Data records below:

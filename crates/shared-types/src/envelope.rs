//! # `MessageEnvelope`
//!
//! The wrapper every event travels in between publisher and listener.
//!
//! ## Properties
//!
//! - **Opaque payload**: bytes, JSON-encoded events in practice.
//! - **Headers table**: string map carried verbatim by the broker, including
//!   across dead-lettering. Holds `idempotency-key` and the retry record.
//! - **Immutability**: fields are private. `with_retry_count` returns a new
//!   envelope for re-publishing; nothing mutates a received envelope.

use serde::{Deserialize, Serialize};
use std::collections::BTreeMap;
use std::time::{SystemTime, UNIX_EPOCH};
use uuid::Uuid;

/// Header carrying the caller-supplied idempotency key.
pub const HEADER_IDEMPOTENCY_KEY: &str = "idempotency-key";

/// Header carrying the number of failed processing attempts so far.
pub const HEADER_RETRY_COUNT: &str = "x-retry-count";

/// Header carrying the retry bound the message was scheduled under.
pub const HEADER_MAX_RETRIES: &str = "x-max-retries";

/// Header carrying the routing key the message was first published with.
pub const HEADER_ORIGINAL_ROUTING_KEY: &str = "x-original-routing-key";

/// Header carrying the event type name.
pub const HEADER_EVENT_TYPE: &str = "x-event-type";

/// Header set by the broker when it dead-letters a message (`rejected`/`expired`).
pub const HEADER_DEATH_REASON: &str = "x-death-reason";

/// Header set by the broker naming the queue a message was dead-lettered from.
pub const HEADER_DEATH_QUEUE: &str = "x-death-queue";

/// Whether `name` belongs to the delivery machinery rather than the caller:
/// any `x-` header and the idempotency key.
#[must_use]
pub fn is_reserved_header(name: &str) -> bool {
    name.get(..2).is_some_and(|prefix| prefix.eq_ignore_ascii_case("x-"))
        || name.eq_ignore_ascii_case(HEADER_IDEMPOTENCY_KEY)
}

/// Content type of JSON-encoded events.
pub const CONTENT_TYPE_JSON: &str = "application/json";

/// Milliseconds since the Unix epoch.
#[must_use]
pub fn now_millis() -> u64 {
    SystemTime::now()
        .duration_since(UNIX_EPOCH)
        .map(|d| d.as_millis() as u64)
        .unwrap_or(0)
}

/// A message as published to and delivered from the broker.
#[derive(Debug, Clone, PartialEq, Eq, Serialize, Deserialize)]
pub struct MessageEnvelope {
    payload: Vec<u8>,
    content_type: String,
    headers: BTreeMap<String, String>,
    correlation_id: Option<String>,
    message_id: Uuid,
    persistent: bool,
    published_at: u64,
}

impl MessageEnvelope {
    /// Create an envelope around a raw payload with a fresh message id.
    pub fn new(payload: impl Into<Vec<u8>>) -> Self {
        Self {
            payload: payload.into(),
            content_type: CONTENT_TYPE_JSON.to_string(),
            headers: BTreeMap::new(),
            correlation_id: None,
            message_id: Uuid::new_v4(),
            persistent: false,
            published_at: now_millis(),
        }
    }

    /// Rebuild an envelope from fields received off the wire.
    #[allow(clippy::too_many_arguments)]
    pub fn from_parts(
        payload: Vec<u8>,
        content_type: Option<String>,
        headers: BTreeMap<String, String>,
        correlation_id: Option<String>,
        message_id: Option<Uuid>,
        persistent: bool,
        published_at: Option<u64>,
    ) -> Self {
        Self {
            payload,
            content_type: content_type.unwrap_or_else(|| CONTENT_TYPE_JSON.to_string()),
            headers,
            correlation_id,
            message_id: message_id.unwrap_or_else(Uuid::new_v4),
            persistent,
            published_at: published_at.unwrap_or_else(now_millis),
        }
    }

    // =========================================================================
    // CONSTRUCTION (consuming builders, used before publish)
    // =========================================================================

    #[must_use]
    pub fn with_header(mut self, key: impl Into<String>, value: impl Into<String>) -> Self {
        self.headers.insert(key.into(), value.into());
        self
    }

    #[must_use]
    pub fn with_idempotency_key(self, key: impl Into<String>) -> Self {
        self.with_header(HEADER_IDEMPOTENCY_KEY, key)
    }

    #[must_use]
    pub fn with_correlation_id(mut self, id: impl Into<String>) -> Self {
        self.correlation_id = Some(id.into());
        self
    }

    #[must_use]
    pub fn with_content_type(mut self, content_type: impl Into<String>) -> Self {
        self.content_type = content_type.into();
        self
    }

    #[must_use]
    pub fn persistent(mut self, persistent: bool) -> Self {
        self.persistent = persistent;
        self
    }

    /// Derive the envelope the retry pipeline re-publishes: identical except
    /// for `x-retry-count`. The original routing key is recorded if it is not
    /// already present.
    #[must_use]
    pub fn with_retry_count(&self, retry_count: u32, original_routing_key: &str) -> Self {
        let mut next = self.clone();
        next.headers
            .insert(HEADER_RETRY_COUNT.to_string(), retry_count.to_string());
        next.headers
            .entry(HEADER_ORIGINAL_ROUTING_KEY.to_string())
            .or_insert_with(|| original_routing_key.to_string());
        next
    }

    // =========================================================================
    // ACCESSORS
    // =========================================================================

    #[must_use]
    pub fn payload(&self) -> &[u8] {
        &self.payload
    }

    #[must_use]
    pub fn content_type(&self) -> &str {
        &self.content_type
    }

    #[must_use]
    pub fn headers(&self) -> &BTreeMap<String, String> {
        &self.headers
    }

    #[must_use]
    pub fn header(&self, key: &str) -> Option<&str> {
        self.headers.get(key).map(String::as_str)
    }

    #[must_use]
    pub fn correlation_id(&self) -> Option<&str> {
        self.correlation_id.as_deref()
    }

    /// The idempotency key, if the publisher supplied a non-empty one.
    #[must_use]
    pub fn idempotency_key(&self) -> Option<&str> {
        self.header(HEADER_IDEMPOTENCY_KEY)
            .filter(|key| !key.trim().is_empty())
    }

    #[must_use]
    pub fn message_id(&self) -> Uuid {
        self.message_id
    }

    #[must_use]
    pub fn is_persistent(&self) -> bool {
        self.persistent
    }

    #[must_use]
    pub fn published_at(&self) -> u64 {
        self.published_at
    }

    /// Retry metadata carried in the headers.
    #[must_use]
    pub fn retry_record(&self) -> RetryRecord {
        RetryRecord::from_headers(&self.headers)
    }

    /// Shorthand for `retry_record().retry_count`.
    #[must_use]
    pub fn retry_count(&self) -> u32 {
        self.retry_record().retry_count
    }
}

/// Retry metadata implied by the headers.
///
/// Invariant: `0 <= retry_count <= max_retries` for every envelope the
/// retry pipeline itself produces. Missing or unparsable headers read as
/// "never retried".
#[derive(Debug, Clone, Default, PartialEq, Eq, Serialize, Deserialize)]
pub struct RetryRecord {
    pub retry_count: u32,
    pub max_retries: Option<u32>,
    pub original_routing_key: Option<String>,
}

impl RetryRecord {
    fn from_headers(headers: &BTreeMap<String, String>) -> Self {
        let parse = |key: &str| headers.get(key).and_then(|v| v.trim().parse::<u32>().ok());
        Self {
            retry_count: parse(HEADER_RETRY_COUNT).unwrap_or(0),
            max_retries: parse(HEADER_MAX_RETRIES),
            original_routing_key: headers.get(HEADER_ORIGINAL_ROUTING_KEY).cloned(),
        }
    }
}

#[cfg(test)]
mod tests {
    use super::*;

    #[test]
    fn test_new_envelope_has_no_retry_history() {
        let envelope = MessageEnvelope::new(b"{}".to_vec());
        assert_eq!(envelope.retry_count(), 0);
        assert_eq!(envelope.retry_record(), RetryRecord::default());
        assert_eq!(envelope.content_type(), CONTENT_TYPE_JSON);
    }

    #[test]
    fn test_with_retry_count_leaves_original_untouched() {
        let original = MessageEnvelope::new(b"{}".to_vec()).with_idempotency_key("k-1");
        let retried = original.with_retry_count(2, "cart.created");

        assert_eq!(original.retry_count(), 0);
        assert_eq!(retried.retry_count(), 2);
        assert_eq!(retried.message_id(), original.message_id());
        assert_eq!(retried.idempotency_key(), Some("k-1"));
        assert_eq!(
            retried.retry_record().original_routing_key.as_deref(),
            Some("cart.created")
        );
    }

    #[test]
    fn test_original_routing_key_kept_across_retries() {
        let first = MessageEnvelope::new(b"{}".to_vec()).with_retry_count(1, "cart.created");
        let second = first.with_retry_count(2, "retry");
        assert_eq!(
            second.header(HEADER_ORIGINAL_ROUTING_KEY),
            Some("cart.created")
        );
    }

    #[test]
    fn test_reserved_headers() {
        assert!(is_reserved_header(HEADER_RETRY_COUNT));
        assert!(is_reserved_header("X-Death-Reason"));
        assert!(is_reserved_header(HEADER_IDEMPOTENCY_KEY));
        assert!(!is_reserved_header("tenant"));
        assert!(!is_reserved_header("é"));
    }

    #[test]
    fn test_blank_idempotency_key_is_absent() {
        let envelope = MessageEnvelope::new(b"{}".to_vec()).with_idempotency_key("  ");
        assert_eq!(envelope.idempotency_key(), None);
    }

    #[test]
    fn test_garbage_retry_header_reads_as_zero() {
        let envelope = MessageEnvelope::new(b"{}".to_vec()).with_header(HEADER_RETRY_COUNT, "abc");
        assert_eq!(envelope.retry_count(), 0);
    }
}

End of Data records.

Exercise requirements> Filter the listing above for lines with the word "None", and copy each one you find.

Final answer>
            correlation_id: None,
        assert_eq!(envelope.idempotency_key(), None);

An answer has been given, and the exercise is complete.